**TASK BRIEF:** Could you count the lines in the entries beneath that hold the word "without"? Respond with the number alone.
------ DATA FOR REVIEW
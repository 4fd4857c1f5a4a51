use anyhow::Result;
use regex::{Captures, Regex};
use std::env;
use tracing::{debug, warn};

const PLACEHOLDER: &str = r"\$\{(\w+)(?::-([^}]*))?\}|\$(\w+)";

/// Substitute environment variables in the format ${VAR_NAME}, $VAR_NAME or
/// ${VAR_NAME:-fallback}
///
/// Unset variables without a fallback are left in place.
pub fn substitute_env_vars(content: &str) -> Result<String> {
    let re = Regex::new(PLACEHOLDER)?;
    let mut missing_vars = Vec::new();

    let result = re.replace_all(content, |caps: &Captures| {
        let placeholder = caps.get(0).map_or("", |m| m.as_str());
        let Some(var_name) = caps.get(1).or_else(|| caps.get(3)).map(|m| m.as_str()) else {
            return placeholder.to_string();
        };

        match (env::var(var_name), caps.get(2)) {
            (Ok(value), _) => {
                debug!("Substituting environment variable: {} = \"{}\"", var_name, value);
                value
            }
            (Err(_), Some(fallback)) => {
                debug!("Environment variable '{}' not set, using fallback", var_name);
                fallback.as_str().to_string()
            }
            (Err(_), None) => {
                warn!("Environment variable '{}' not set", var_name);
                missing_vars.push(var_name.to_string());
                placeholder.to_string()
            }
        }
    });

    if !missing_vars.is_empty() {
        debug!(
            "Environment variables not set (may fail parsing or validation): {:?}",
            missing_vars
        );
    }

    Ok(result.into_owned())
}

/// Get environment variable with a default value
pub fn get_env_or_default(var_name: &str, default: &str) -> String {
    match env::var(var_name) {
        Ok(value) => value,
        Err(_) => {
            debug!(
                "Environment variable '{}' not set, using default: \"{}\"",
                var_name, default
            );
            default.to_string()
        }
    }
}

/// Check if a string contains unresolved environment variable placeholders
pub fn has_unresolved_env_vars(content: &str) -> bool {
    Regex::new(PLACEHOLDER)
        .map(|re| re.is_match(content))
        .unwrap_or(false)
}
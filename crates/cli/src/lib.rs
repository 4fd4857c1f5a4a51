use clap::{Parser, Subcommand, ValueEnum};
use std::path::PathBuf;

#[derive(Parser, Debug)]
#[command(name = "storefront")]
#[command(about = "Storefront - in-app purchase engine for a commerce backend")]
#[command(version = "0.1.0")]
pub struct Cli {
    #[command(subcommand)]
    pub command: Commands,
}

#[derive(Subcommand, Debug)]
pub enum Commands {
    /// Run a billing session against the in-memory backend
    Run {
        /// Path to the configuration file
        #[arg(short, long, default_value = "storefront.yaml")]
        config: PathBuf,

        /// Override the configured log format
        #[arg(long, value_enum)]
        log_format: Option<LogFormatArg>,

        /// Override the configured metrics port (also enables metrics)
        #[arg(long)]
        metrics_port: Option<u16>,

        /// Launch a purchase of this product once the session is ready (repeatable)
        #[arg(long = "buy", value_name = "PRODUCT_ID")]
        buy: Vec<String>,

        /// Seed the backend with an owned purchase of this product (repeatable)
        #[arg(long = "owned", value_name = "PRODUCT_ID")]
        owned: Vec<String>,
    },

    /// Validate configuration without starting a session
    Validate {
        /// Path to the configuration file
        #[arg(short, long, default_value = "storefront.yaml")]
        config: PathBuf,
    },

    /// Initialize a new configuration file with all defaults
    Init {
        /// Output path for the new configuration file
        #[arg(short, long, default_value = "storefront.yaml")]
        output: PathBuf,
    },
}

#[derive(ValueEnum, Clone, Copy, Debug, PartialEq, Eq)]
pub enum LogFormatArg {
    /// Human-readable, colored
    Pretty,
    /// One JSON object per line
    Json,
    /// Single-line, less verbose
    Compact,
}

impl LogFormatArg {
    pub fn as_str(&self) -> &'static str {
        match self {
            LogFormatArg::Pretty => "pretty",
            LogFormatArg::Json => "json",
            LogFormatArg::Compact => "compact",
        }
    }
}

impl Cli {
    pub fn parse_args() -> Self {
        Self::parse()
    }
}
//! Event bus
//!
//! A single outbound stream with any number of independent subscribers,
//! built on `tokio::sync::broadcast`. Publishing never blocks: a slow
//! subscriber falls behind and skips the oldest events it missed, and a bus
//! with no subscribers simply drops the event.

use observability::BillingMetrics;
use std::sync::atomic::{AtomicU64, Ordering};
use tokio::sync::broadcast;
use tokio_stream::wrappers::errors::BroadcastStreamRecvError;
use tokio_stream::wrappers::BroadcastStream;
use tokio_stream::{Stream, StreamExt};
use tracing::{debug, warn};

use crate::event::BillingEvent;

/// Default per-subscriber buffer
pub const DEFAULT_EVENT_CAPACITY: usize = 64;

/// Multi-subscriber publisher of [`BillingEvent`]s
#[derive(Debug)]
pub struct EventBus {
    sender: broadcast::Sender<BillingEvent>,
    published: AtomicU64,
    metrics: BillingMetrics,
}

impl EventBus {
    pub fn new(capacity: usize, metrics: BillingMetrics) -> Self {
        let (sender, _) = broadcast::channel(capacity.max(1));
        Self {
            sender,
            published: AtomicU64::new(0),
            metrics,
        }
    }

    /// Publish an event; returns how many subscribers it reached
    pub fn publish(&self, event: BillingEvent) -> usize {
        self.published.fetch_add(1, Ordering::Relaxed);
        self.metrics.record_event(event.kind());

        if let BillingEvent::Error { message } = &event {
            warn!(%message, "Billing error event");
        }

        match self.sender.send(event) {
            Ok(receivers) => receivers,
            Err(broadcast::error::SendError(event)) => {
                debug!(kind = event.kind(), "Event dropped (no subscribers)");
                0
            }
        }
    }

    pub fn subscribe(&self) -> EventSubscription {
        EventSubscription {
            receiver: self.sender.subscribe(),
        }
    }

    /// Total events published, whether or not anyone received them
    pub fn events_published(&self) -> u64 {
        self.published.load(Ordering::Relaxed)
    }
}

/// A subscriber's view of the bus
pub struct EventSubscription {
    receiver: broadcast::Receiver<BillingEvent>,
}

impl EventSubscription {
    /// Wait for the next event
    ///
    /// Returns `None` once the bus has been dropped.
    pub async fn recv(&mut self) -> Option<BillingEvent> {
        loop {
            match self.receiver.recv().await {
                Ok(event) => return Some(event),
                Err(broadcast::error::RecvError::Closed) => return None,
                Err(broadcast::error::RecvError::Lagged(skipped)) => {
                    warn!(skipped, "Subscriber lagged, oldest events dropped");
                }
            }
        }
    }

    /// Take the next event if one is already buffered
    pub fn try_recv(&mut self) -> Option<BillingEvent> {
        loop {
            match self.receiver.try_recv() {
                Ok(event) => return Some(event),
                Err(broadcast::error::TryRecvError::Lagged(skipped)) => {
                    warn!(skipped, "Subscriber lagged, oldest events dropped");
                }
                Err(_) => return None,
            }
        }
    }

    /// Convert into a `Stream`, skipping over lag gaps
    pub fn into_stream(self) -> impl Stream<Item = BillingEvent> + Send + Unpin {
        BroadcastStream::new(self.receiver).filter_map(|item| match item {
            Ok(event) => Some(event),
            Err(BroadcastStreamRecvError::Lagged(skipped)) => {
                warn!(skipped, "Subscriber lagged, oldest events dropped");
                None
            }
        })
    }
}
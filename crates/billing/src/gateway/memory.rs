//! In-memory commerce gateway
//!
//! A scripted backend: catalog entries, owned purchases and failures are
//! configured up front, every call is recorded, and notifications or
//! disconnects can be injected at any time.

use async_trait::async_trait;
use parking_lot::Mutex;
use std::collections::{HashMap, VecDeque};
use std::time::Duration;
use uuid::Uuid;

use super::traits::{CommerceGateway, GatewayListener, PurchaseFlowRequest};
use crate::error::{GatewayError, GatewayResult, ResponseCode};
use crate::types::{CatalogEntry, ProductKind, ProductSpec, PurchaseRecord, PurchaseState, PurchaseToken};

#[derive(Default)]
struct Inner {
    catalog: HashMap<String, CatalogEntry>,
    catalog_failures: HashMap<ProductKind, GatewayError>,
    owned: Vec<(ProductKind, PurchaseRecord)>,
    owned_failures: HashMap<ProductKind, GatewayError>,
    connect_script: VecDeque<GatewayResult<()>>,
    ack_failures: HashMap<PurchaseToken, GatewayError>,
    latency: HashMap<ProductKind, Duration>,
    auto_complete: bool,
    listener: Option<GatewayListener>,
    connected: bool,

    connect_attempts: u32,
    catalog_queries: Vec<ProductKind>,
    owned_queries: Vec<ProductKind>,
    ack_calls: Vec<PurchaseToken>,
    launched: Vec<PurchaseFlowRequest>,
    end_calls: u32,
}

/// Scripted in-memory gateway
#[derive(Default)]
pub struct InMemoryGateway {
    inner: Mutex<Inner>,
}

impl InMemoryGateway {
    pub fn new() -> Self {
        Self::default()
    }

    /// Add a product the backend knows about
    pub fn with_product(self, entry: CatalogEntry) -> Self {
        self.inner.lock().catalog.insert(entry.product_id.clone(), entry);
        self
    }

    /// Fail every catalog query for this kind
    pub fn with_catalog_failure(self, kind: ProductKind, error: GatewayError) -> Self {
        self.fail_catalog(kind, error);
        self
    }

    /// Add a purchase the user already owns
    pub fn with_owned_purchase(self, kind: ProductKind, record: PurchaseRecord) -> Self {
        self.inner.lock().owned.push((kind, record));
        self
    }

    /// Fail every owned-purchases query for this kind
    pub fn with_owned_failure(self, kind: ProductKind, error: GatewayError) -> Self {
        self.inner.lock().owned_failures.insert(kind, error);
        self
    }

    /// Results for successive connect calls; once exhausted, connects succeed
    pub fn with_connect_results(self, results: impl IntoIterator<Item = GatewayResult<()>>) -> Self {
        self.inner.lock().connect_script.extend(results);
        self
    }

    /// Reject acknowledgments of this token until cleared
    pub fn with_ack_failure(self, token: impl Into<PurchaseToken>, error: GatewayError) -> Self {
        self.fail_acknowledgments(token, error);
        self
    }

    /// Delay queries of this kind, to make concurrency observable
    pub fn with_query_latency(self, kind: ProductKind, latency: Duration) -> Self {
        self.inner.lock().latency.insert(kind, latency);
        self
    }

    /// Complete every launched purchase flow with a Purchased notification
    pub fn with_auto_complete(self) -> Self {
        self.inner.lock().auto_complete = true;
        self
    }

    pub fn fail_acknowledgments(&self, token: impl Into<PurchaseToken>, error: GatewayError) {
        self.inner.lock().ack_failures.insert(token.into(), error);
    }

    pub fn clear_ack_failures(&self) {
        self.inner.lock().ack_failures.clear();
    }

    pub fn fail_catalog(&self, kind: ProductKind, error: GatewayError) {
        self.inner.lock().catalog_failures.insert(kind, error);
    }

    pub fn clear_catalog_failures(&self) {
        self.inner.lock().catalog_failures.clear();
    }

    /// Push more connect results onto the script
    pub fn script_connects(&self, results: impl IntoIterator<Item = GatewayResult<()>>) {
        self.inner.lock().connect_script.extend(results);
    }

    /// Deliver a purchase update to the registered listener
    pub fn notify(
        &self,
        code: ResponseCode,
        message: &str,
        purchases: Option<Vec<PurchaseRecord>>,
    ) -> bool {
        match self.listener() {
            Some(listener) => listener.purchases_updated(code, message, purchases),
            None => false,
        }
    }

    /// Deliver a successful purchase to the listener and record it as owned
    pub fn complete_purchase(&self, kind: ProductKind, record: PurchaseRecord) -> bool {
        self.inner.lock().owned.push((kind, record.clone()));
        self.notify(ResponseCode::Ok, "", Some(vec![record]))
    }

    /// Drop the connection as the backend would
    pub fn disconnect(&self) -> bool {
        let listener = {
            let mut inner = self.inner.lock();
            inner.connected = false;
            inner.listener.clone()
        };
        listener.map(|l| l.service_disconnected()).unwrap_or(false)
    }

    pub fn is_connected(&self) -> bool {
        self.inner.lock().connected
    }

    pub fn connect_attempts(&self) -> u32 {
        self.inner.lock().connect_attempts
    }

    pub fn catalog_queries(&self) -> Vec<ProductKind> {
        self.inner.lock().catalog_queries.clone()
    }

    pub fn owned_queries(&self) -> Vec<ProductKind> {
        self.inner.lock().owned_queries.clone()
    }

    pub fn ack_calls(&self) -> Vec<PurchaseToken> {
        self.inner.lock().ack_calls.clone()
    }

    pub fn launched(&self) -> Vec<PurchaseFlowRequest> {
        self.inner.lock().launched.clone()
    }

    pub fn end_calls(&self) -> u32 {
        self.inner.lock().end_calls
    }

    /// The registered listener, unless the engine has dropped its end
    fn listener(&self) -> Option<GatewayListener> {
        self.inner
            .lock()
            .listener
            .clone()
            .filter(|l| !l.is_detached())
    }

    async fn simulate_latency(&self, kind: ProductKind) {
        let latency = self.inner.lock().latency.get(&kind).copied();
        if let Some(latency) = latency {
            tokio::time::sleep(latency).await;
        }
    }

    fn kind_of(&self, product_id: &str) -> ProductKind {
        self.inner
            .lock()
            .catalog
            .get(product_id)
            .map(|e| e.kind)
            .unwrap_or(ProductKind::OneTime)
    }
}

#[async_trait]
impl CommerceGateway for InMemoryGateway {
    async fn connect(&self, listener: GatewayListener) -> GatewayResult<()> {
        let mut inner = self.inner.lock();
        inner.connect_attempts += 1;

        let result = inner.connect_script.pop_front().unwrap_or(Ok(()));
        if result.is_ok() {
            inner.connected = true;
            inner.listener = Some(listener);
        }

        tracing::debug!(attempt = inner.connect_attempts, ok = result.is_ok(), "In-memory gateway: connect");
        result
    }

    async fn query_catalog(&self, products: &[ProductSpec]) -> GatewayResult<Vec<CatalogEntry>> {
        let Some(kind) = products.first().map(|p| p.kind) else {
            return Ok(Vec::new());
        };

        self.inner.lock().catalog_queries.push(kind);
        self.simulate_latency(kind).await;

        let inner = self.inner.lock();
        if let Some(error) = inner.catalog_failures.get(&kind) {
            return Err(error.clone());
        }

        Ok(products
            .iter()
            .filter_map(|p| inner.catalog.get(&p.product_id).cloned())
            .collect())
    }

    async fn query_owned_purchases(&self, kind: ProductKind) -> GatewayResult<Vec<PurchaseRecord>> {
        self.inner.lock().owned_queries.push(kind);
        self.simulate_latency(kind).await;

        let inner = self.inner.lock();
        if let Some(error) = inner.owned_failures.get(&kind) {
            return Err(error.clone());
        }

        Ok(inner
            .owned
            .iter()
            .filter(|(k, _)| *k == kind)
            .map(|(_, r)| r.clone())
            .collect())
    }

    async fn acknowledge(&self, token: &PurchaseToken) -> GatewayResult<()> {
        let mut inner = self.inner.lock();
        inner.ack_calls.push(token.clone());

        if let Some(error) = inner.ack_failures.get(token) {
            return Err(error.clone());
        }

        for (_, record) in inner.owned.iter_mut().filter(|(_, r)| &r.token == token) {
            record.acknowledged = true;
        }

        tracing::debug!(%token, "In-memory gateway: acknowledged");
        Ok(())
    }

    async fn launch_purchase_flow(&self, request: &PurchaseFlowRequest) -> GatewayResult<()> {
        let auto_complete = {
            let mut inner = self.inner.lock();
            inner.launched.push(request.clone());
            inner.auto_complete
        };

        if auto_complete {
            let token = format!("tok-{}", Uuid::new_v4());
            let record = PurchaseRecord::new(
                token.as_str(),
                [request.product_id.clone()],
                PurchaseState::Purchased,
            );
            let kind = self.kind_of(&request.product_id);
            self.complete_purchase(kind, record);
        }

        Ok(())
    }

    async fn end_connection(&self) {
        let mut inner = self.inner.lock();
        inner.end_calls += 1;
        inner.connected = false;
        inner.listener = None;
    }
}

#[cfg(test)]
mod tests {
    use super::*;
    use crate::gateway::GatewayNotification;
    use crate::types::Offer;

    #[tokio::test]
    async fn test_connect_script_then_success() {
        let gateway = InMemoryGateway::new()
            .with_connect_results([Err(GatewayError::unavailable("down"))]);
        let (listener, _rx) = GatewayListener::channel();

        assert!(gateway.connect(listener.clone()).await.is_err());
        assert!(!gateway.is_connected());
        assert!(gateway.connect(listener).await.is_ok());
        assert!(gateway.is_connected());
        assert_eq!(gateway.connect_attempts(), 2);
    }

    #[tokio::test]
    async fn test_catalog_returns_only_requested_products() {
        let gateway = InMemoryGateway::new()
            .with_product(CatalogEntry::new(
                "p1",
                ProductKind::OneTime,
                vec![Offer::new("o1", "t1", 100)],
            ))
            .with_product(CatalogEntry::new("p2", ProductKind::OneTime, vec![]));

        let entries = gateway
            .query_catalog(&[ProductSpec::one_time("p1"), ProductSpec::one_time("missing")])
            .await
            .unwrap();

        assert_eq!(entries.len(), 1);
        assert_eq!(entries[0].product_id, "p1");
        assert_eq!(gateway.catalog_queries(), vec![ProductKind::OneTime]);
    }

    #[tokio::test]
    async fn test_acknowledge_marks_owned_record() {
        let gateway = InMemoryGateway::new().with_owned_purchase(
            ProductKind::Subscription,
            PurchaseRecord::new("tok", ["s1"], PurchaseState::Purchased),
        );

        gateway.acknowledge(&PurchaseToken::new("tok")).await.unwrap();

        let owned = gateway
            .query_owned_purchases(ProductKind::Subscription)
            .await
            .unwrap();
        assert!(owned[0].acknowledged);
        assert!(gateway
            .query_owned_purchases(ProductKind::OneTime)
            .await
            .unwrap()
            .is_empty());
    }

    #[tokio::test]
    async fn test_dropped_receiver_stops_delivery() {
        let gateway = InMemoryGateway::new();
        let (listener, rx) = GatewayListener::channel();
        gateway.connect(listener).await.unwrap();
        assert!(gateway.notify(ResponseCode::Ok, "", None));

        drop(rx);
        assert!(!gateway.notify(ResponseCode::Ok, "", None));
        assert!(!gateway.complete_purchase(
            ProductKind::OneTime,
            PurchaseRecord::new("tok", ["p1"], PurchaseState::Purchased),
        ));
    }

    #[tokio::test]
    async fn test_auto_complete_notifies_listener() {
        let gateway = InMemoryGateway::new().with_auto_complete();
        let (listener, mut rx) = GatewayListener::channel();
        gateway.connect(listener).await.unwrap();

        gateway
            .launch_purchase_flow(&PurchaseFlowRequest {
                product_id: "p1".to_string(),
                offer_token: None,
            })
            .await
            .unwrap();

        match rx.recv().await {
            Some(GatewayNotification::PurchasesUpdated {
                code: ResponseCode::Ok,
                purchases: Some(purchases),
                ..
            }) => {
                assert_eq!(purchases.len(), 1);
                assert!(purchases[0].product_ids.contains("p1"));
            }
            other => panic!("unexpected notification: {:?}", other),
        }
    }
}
------------
**THE COMPLETED TASK:** 2